*Activity*. Your answer must be the full listing, repeated word for word.

*Recorded data*.
◇ ◇ ◇ ◇ ◇
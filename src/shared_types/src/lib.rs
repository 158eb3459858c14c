//! Generated TypeScript bindings live in `generated/`; see `build.rs`.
◇ ◇ ◇ ◇ ◇
*Answer to this exercise*.
filename src/shared_types/src/lib.rs
repository 158eb3459858c14c
//! Generated TypeScript bindings live in `generated/`; see `build.rs`.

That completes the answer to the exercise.